When you tell people that Lonely Planet has just rated New Zealand the top travel destination for this year you can see the time lapse as their synapses struggle to cross the credibility gap. I mean I know it's a great wee place and all but, really, ya must be jokin'.
I have taken this fair land for granted my whole life.
I look at the foreshore when the sun is shattering light across the harbour and I see nothing but glare, I have motored out into the shadow of Mitre Peak and marvelled only at the number of sandfly bites I can count on one leg.
The barbecue is blowing smoke inland so I happily stand with my back to Ninety Mile Beach and when I'm on the Coromandel I wonder only what heinous sum the 1950s shacks on the coast are going for. I'm horrid. Shoot me.
I reek of contempt for the familiar. It's why I loathe bungy jumping and mud pools and souvenir-shop vials of stratified sand.
Everywhere you look it's a postcard, if only the people got out of the way. Because that's what the tourists are here for.
They have come for the nature. To photograph the nature; walk through the nature; air-condition-elevator-music-coach-ride through the nature; do sporty things extremely fast through the nature.
Lonely Planet has attributed our elevated tourist status to Lord of the Rings. Millions of people worldwide have seen and believed it.
But I wonder if Lord of the Rings could be considered false advertising? Some pictures were doctored.
If Middle Earth is what people want to see when they come to New Zealand, Lonely Planet should really have rated Weta Studios as the number one travel destination.
But come they will. This year there will be more than two million of them, with long shorts, Lord of the Rings location maps and money. And they need an infrastructure to support them.
For every tourist and their camera there needs to be a bed, three meals a day and ablutions.
They need to be looked after.

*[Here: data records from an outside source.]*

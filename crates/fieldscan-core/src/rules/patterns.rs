//! Common regex patterns for value shapes and cleaning.

use lazy_static::lazy_static;
use regex::Regex;

lazy_static! {
    // Value shapes: tokens a field of the given type can look like. Used by
    // the contextual, table and fuzzy passes to pick a value near a label.
    pub static ref MONEY_SHAPE: Regex = Regex::new(
        r"(?i)(?:\b(?:rs|inr|usd|eur|gbp)\b\.?[ \t]*|[₹$€£][ \t]*)?\d(?:[\d,.]*\d)?"
    ).unwrap();

    pub static ref DATE_SHAPE: Regex = Regex::new(concat!(
        r"(?i)\b(?:",
        r"\d{1,2}[/.\-]\d{1,2}[/.\-]\d{2,4}",
        r"|\d{4}[/.\-]\d{1,2}[/.\-]\d{1,2}",
        r"|\d{1,2}(?:st|nd|rd|th)?[ \t\-/]+",
        r"(?:jan|feb|mar|apr|may|jun|jul|aug|sep|oct|nov|dec)[a-z]*\.?,?[ \t\-/]+\d{4}",
        r")\b",
    )).unwrap();

    pub static ref NAME_SHAPE: Regex = Regex::new(
        r"[A-Za-z][A-Za-z.,&'\-]*(?:[ \t][A-Za-z.,&'\-]+)*"
    ).unwrap();

    pub static ref CODE_SHAPE: Regex = Regex::new(
        r"\b[A-Za-z0-9][A-Za-z0-9/\-]{3,29}\b"
    ).unwrap();

    pub static ref TEXT_SHAPE: Regex = Regex::new(
        r"[A-Za-z0-9][A-Za-z0-9.,&'/\-]*(?:[ \t][A-Za-z0-9.,&'/\-]+)*"
    ).unwrap();

    // Currency markers stripped before parsing amounts (Rs. 1,000/-, INR 50, ₹ 20)
    pub static ref CURRENCY_MARKERS: Regex = Regex::new(
        r"(?i)\b(?:rs|inr|usd|eur|gbp)\b\.?|[₹$€£]|/-"
    ).unwrap();

    pub static ref WHITESPACE_RUN: Regex = Regex::new(r"\s+").unwrap();

    // Spaces around a hyphen or slash inside a code or date
    pub static ref SEPARATOR_SPACING: Regex = Regex::new(r"\s*([/\-])\s*").unwrap();

    pub static ref REPEATED_SEPARATORS: Regex = Regex::new(r"([/\-])[/\-]+").unwrap();

    // "5th May 2025" -> "5 May 2025"
    pub static ref ORDINAL_SUFFIX: Regex = Regex::new(r"(?i)\b(\d{1,2})(?:st|nd|rd|th)\b").unwrap();

    // "Sept" is not a chrono month abbreviation
    pub static ref SEPT: Regex = Regex::new(r"(?i)\bsept\b").unwrap();

    // Two or more spaces, or any tab, separate columns
    pub static ref COLUMN_GAP: Regex = Regex::new(r"\t+| {2,}").unwrap();

    // Dashed / underlined row below a table header
    pub static ref SEPARATOR_ROW: Regex = Regex::new(r"^[\s|+:]*[-=_]{3,}[-=_\s|+:]*$").unwrap();
}

/// Collapse whitespace runs into single spaces and trim.
pub fn collapse_whitespace(s: &str) -> String {
    WHITESPACE_RUN.replace_all(s.trim(), " ").into_owned()
}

And they, like millions of tourists before them, will experience the mountainous, perilous, marvellous disappointment that is our service industry.
The wash 'n' wear army of waiters and waitresses who lie in wait for tables of coach-shaped, weary tourists are the Orcs of our Middle Earth.
By and large, with the exception of a few handfuls of restaurant professionals, they are the worst possible face of the nation. Why? Because they don't care. They are badly paid and as dispensable as paper towels.
I once met a Canadian writer, who had worked for years as a chef while waiting for his poetry to improve, who eventually gave me one thing worth quoting - not something literary but still worth a mention.
He said: "People shouldn't do compulsory military training. They should do compulsory service industry work."
And I've got to hand it to him. There's something in that.
Pushing plates is amazing training for life. It's a really hard job to do well. You need extraordinary skill to manage the blender mix of attitudes and expectations that come at you. You also need amazing powers of memory and dexterity. You need a lot of knowledge, a bit of charm and you need to care.
I have met many departing tourists whose abiding memory isn't the sunset flame that sheets up the Franz Josef Glacier like fire on the Mountain of Doom, nor is it the extraordinary passage through the Lothlorien majesty of the Waipoua Forest.
Instead it was the waitress who served them the wrong meal in New Plymouth and then after they had started eating it, whisked it off them and tried to force it on to the people who had originally ordered it. Or it was the maitre d' who threw the tip back at a departing couple as they crossed the bifold threshold. If only I were making it up.
New Zealand is to the service industry what Stars in Your Eyes is to MTV. We are a sad imitation of a great idea.
Our service industry is a tragic flipside to the magnificent facade of New Zealand, the awesome scenic spectacle that was started by nature and finished by Weta.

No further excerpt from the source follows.